Department of Gastroenterology, Changshu Hospital Affiliated to Soochow University, Suzhou, 215500, China.
Department of Gastroenterology, Changshu Traditional Chinese Medicine Hospital (New District Hospital), Suzhou, 215500, China.
BMC Gastroenterol. 2024 Aug 9;24(1):257. doi: 10.1186/s12876-024-03354-0.
Construct deep learning models for colonoscopy quality control using different architectures and explore their decision-making mechanisms.
A total of 4,189 colonoscopy images were collected from two medical centers, covering different levels of bowel cleanliness, the presence of polyps, and the cecum. Using these data, eight pre-trained models based on CNN and Transformer architectures underwent transfer learning and fine-tuning. The models' performance was evaluated using metrics such as AUC, Precision, and F1 score. Perceptual hash functions were employed to detect image changes, enabling real-time monitoring of colonoscopy withdrawal speed. Model interpretability was analyzed using techniques such as Grad-CAM and SHAP. Finally, the best-performing model was converted to ONNX format and deployed on device terminals.
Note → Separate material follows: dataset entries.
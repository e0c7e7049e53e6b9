// SPDX-FileCopyrightText: 2026 Peerwarden Contributors
// SPDX-License-Identifier: MIT OR Apache-2.0

//! The runtime settings snapshot.
//!
//! [`RuntimeSettings`] is immutable. Readers take a cheap snapshot with
//! `handle.load()`; the reloader builds a fresh value and swaps it in, so a
//! reader never sees a half-updated snapshot.

use std::sync::Arc;
use std::time::Duration;

use arc_swap::ArcSwap;
use peerwarden_core::{ConfigSource, PeerwardenError};
use tracing::warn;

use crate::model::PeerwardenConfig;

/// Shared pointer to the current snapshot.
pub type SettingsHandle = Arc<ArcSwap<RuntimeSettings>>;

/// Keys of the runtime settings table.
pub mod keys {
    pub const SCRIPT_TIMEOUT_SECONDS: &str = "script_timeout_seconds";
    pub const WATCHDOG_ENABLED: &str = "watchdog_enabled";
    pub const WATCHDOG_CHECK_INTERVAL_MINUTES: &str = "watchdog_check_interval_minutes";
    pub const WATCHDOG_INACTIVE_THRESHOLD_MINUTES: &str = "watchdog_inactive_threshold_minutes";
    pub const MAX_TEST_DURATION_MINUTES: &str = "max_test_duration_minutes";
    pub const RESTRICT_NEW_USERS: &str = "restrict_new_users";
    pub const MAX_CLIENTS: &str = "max_clients";
    pub const RATE_LIMIT_INTERVAL_MINUTES: &str = "rate_limit_interval_minutes";
    pub const RATE_LIMITED_COMMANDS: &str = "rate_limited_commands";
    pub const CONFIG_RELOAD_INTERVAL_MINUTES: &str = "config_reload_interval_minutes";

    pub const ALL: &[&str] = &[
        SCRIPT_TIMEOUT_SECONDS,
        WATCHDOG_ENABLED,
        WATCHDOG_CHECK_INTERVAL_MINUTES,
        WATCHDOG_INACTIVE_THRESHOLD_MINUTES,
        MAX_TEST_DURATION_MINUTES,
        RESTRICT_NEW_USERS,
        MAX_CLIENTS,
        RATE_LIMIT_INTERVAL_MINUTES,
        RATE_LIMITED_COMMANDS,
        CONFIG_RELOAD_INTERVAL_MINUTES,
    ];
}

const MINUTE: u64 = 60;

/// Settings the bot reads while running.
#[derive(Debug, Clone, PartialEq, Eq)]
pub struct RuntimeSettings {
    pub script_timeout: Duration,
    pub watchdog_enabled: bool,
    pub watchdog_interval: Duration,
    pub inactive_threshold: Duration,
    /// `Duration::ZERO` disables the hard lifetime.
    pub max_test_duration: Duration,
    pub restrict_new_users: bool,
    /// `0` means unlimited.
    pub max_clients: u32,
    pub rate_limit_interval: Duration,
    /// Lowercase command names without the leading slash.
    pub rate_limited_commands: Vec<String>,
    pub reload_interval: Duration,
}

impl RuntimeSettings {
    pub fn from_config(config: &PeerwardenConfig) -> Self {
        Self {
            script_timeout: Duration::from_secs(config.provisioning.script_timeout_secs),
            watchdog_enabled: config.watchdog.enabled,
            watchdog_interval: minutes(config.watchdog.check_interval_minutes),
            inactive_threshold: minutes(config.watchdog.inactive_threshold_minutes),
            max_test_duration: minutes(config.watchdog.max_test_duration_minutes),
            restrict_new_users: config.limits.restrict_new_users,
            max_clients: config.limits.max_clients,
            rate_limit_interval: minutes(config.limits.rate_limit_interval_minutes),
            rate_limited_commands: normalize_commands(
                config.limits.rate_limited_commands.iter().map(String::as_str),
            ),
            reload_interval: minutes(config.reload.interval_minutes),
        }
    }

    /// Returns a copy with every parsable override from `source` applied.
    ///
    /// Missing keys and values that do not parse (or would yield a zero
    /// interval) keep the current value.
    pub async fn with_overrides(
        &self,
        source: &dyn ConfigSource,
    ) -> Result<Self, PeerwardenError> {
        let mut next = self.clone();

        if let Some(secs) = positive(source, keys::SCRIPT_TIMEOUT_SECONDS).await? {
            next.script_timeout = Duration::from_secs(secs);
        }
        if let Some(enabled) = source.get_bool(keys::WATCHDOG_ENABLED).await? {
            next.watchdog_enabled = enabled;
        }
        if let Some(m) = positive(source, keys::WATCHDOG_CHECK_INTERVAL_MINUTES).await? {
            next.watchdog_interval = minutes(m);
        }
        if let Some(m) = positive(source, keys::WATCHDOG_INACTIVE_THRESHOLD_MINUTES).await? {
            next.inactive_threshold = minutes(m);
        }
        if let Some(m) = non_negative(source, keys::MAX_TEST_DURATION_MINUTES).await? {
            next.max_test_duration = minutes(m);
        }
        if let Some(restrict) = source.get_bool(keys::RESTRICT_NEW_USERS).await? {
            next.restrict_new_users = restrict;
        }
        if let Some(max) = non_negative(source, keys::MAX_CLIENTS).await? {
            next.max_clients = u32::try_from(max).unwrap_or(u32::MAX);
        }
        if let Some(m) = positive(source, keys::RATE_LIMIT_INTERVAL_MINUTES).await? {
            next.rate_limit_interval = minutes(m);
        }
        if let Some(list) = source.get(keys::RATE_LIMITED_COMMANDS).await? {
            next.rate_limited_commands = normalize_commands(list.split(','));
        }
        if let Some(m) = positive(source, keys::CONFIG_RELOAD_INTERVAL_MINUTES).await? {
            next.reload_interval = minutes(m);
        }

        Ok(next)
    }

    pub fn is_rate_limited(&self, command: &str) -> bool {
        let command = command.trim_start_matches('/');
        self.rate_limited_commands
            .iter()
            .any(|c| c.eq_ignore_ascii_case(command))
    }

    /// Wraps this snapshot in a new shared handle.
    pub fn into_handle(self) -> SettingsHandle {
        Arc::new(ArcSwap::from_pointee(self))
    }
}

fn minutes(m: u64) -> Duration {
    Duration::from_secs(m.saturating_mul(MINUTE))
}

fn normalize_commands<'a>(raw: impl Iterator<Item = &'a str>) -> Vec<String> {
    raw.map(|c| c.trim().trim_start_matches('/').to_ascii_lowercase())
        .filter(|c| !c.is_empty())
        .collect()
}

async fn non_negative(
    source: &dyn ConfigSource,
    key: &str,
) -> Result<Option<u64>, PeerwardenError> {
    let raw = source.get_int(key).await?;
    Ok(raw.and_then(|v| match u64::try_from(v) {
        Ok(v) => Some(v),
        Err(_) => {
            warn!(key, value = v, "ignoring negative runtime setting");
            None
        }
    }))
}

async fn positive(source: &dyn ConfigSource, key: &str) -> Result<Option<u64>, PeerwardenError> {
    Ok(non_negative(source, key).await?.filter(|v| *v > 0))
}

#[cfg(test)]
mod tests {
    use super::*;
    use std::collections::HashMap;
    use std::sync::Mutex;

    use async_trait::async_trait;

    #[derive(Default)]
    struct MapSource(Mutex<HashMap<String, String>>);

    impl MapSource {
        fn with(pairs: &[(&str, &str)]) -> Self {
            let map = pairs
                .iter()
                .map(|(k, v)| (k.to_string(), v.to_string()))
                .collect();
            Self(Mutex::new(map))
        }
    }

    #[async_trait]
    impl ConfigSource for MapSource {
        async fn get(&self, key: &str) -> Result<Option<String>, PeerwardenError> {
            Ok(self.0.lock().unwrap().get(key).cloned())
        }

        async fn set(&self, key: &str, value: &str) -> Result<(), PeerwardenError> {
            self.0.lock().unwrap().insert(key.into(), value.into());
            Ok(())
        }

        async fn list(&self) -> Result<Vec<(String, String)>, PeerwardenError> {
            Ok(self.0.lock().unwrap().clone().into_iter().collect())
        }
    }

    #[test]
    fn defaults_translate_to_durations() {
        let settings = RuntimeSettings::from_config(&PeerwardenConfig::default());
        assert_eq!(settings.script_timeout, Duration::from_secs(120));
        assert_eq!(settings.watchdog_interval, Duration::from_secs(300));
        assert_eq!(settings.inactive_threshold, Duration::from_secs(3600));
        assert_eq!(settings.max_test_duration, Duration::from_secs(86_400));
        assert_eq!(settings.rate_limited_commands, vec!["create", "stat"]);
        assert!(settings.is_rate_limited("/create"));
        assert!(!settings.is_rate_limited("delete"));
    }

    #[tokio::test]
    async fn overrides_apply_and_bad_values_are_ignored() {
        let base = RuntimeSettings::from_config(&PeerwardenConfig::default());
        let source = MapSource::with(&[
            (keys::MAX_CLIENTS, "5"),
            (keys::RESTRICT_NEW_USERS, "yes"),
            (keys::RATE_LIMITED_COMMANDS, " Create , ,feedback"),
            (keys::WATCHDOG_CHECK_INTERVAL_MINUTES, "0"),
            (keys::RATE_LIMIT_INTERVAL_MINUTES, "soon"),
            (keys::MAX_TEST_DURATION_MINUTES, "0"),
        ]);

        let next = base.with_overrides(&source).await.unwrap();
        assert_eq!(next.max_clients, 5);
        assert!(next.restrict_new_users);
        assert_eq!(next.rate_limited_commands, vec!["create", "feedback"]);
        assert_eq!(next.watchdog_interval, base.watchdog_interval);
        assert_eq!(next.rate_limit_interval, base.rate_limit_interval);
        assert_eq!(next.max_test_duration, Duration::ZERO);
    }

    #[tokio::test]
    async fn empty_source_is_identity() {
        let base = RuntimeSettings::from_config(&PeerwardenConfig::default());
        let next = base.with_overrides(&MapSource::default()).await.unwrap();
        assert_eq!(next, base);
    }

    #[test]
    fn handle_swaps_whole_snapshot() {
        let base = RuntimeSettings::from_config(&PeerwardenConfig::default());
        let handle = base.clone().into_handle();
        let before = handle.load_full();

        let mut next = base;
        next.max_clients = 1;
        handle.store(Arc::new(next));

        assert_eq!(before.max_clients, 100);
        assert_eq!(handle.load().max_clients, 1);
    }

    #[test]
    fn every_key_is_listed_once() {
        let mut all = keys::ALL.to_vec();
        all.sort_unstable();
        all.dedup();
        assert_eq!(all.len(), keys::ALL.len());
    }
}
The EfficientNetB2 model outperformed other architectures on the validation set, achieving an accuracy of 0.992. It surpassed models based on other CNN and Transformer architectures. The model's precision, recall, and F1 score were 0.991, 0.989, and 0.990, respectively. On the test set, the EfficientNetB2 model achieved an average AUC of 0.996, with a precision of 0.948 and a recall of 0.952. Interpretability analysis showed the specific image regions the model used for decision-making. The model was converted to ONNX format and deployed on device terminals, achieving an average inference speed of over 60 frames per second.
The AI-assisted quality system, based on the EfficientNetB2 model, integrates four key quality control indicators for colonoscopy. This integration enables medical institutions to comprehensively manage and enhance these indicators using a single model, showcasing promising potential for clinical applications.
使用不同的架构构建结肠镜检查质量控制的深度学习模型,并探索其决策机制。
从两个医学中心共收集了 4189 张结肠镜图像,涵盖了不同程度的肠道清洁度、息肉存在和盲肠。使用这些数据,对基于 CNN 和 Transformer 架构的八个预训练模型进行了迁移学习和微调。使用 AUC、精度和 F1 分数等指标评估模型的性能。使用感知哈希函数来检测图像变化,从而实现结肠镜退出速度的实时监测。使用 Grad-CAM 和 SHAP 等技术分析模型的可解释性。最后,将性能最佳的模型转换为 ONNX 格式并部署在设备终端上。
在验证集上,EfficientNetB2 模型的表现优于其他架构,准确率达到 0.992。它优于基于其他 CNN 和 Transformer 架构的模型。该模型的精度、召回率和 F1 分数分别为 0.991、0.989 和 0.990。在测试集上,EfficientNetB2 模型的平均 AUC 为 0.996,精度为 0.948,召回率为 0.952。可解释性分析显示了模型用于决策的特定图像区域。该模型被转换为 ONNX 格式并部署在设备终端上,平均推理速度超过 60 帧/秒。
基于 EfficientNetB2 模型的人工智能辅助质量系统集成了结肠镜检查的四个关键质量控制指标。这种集成使医疗机构能够使用单个模型全面管理和增强这些指标,展示了在临床应用中的广阔前景。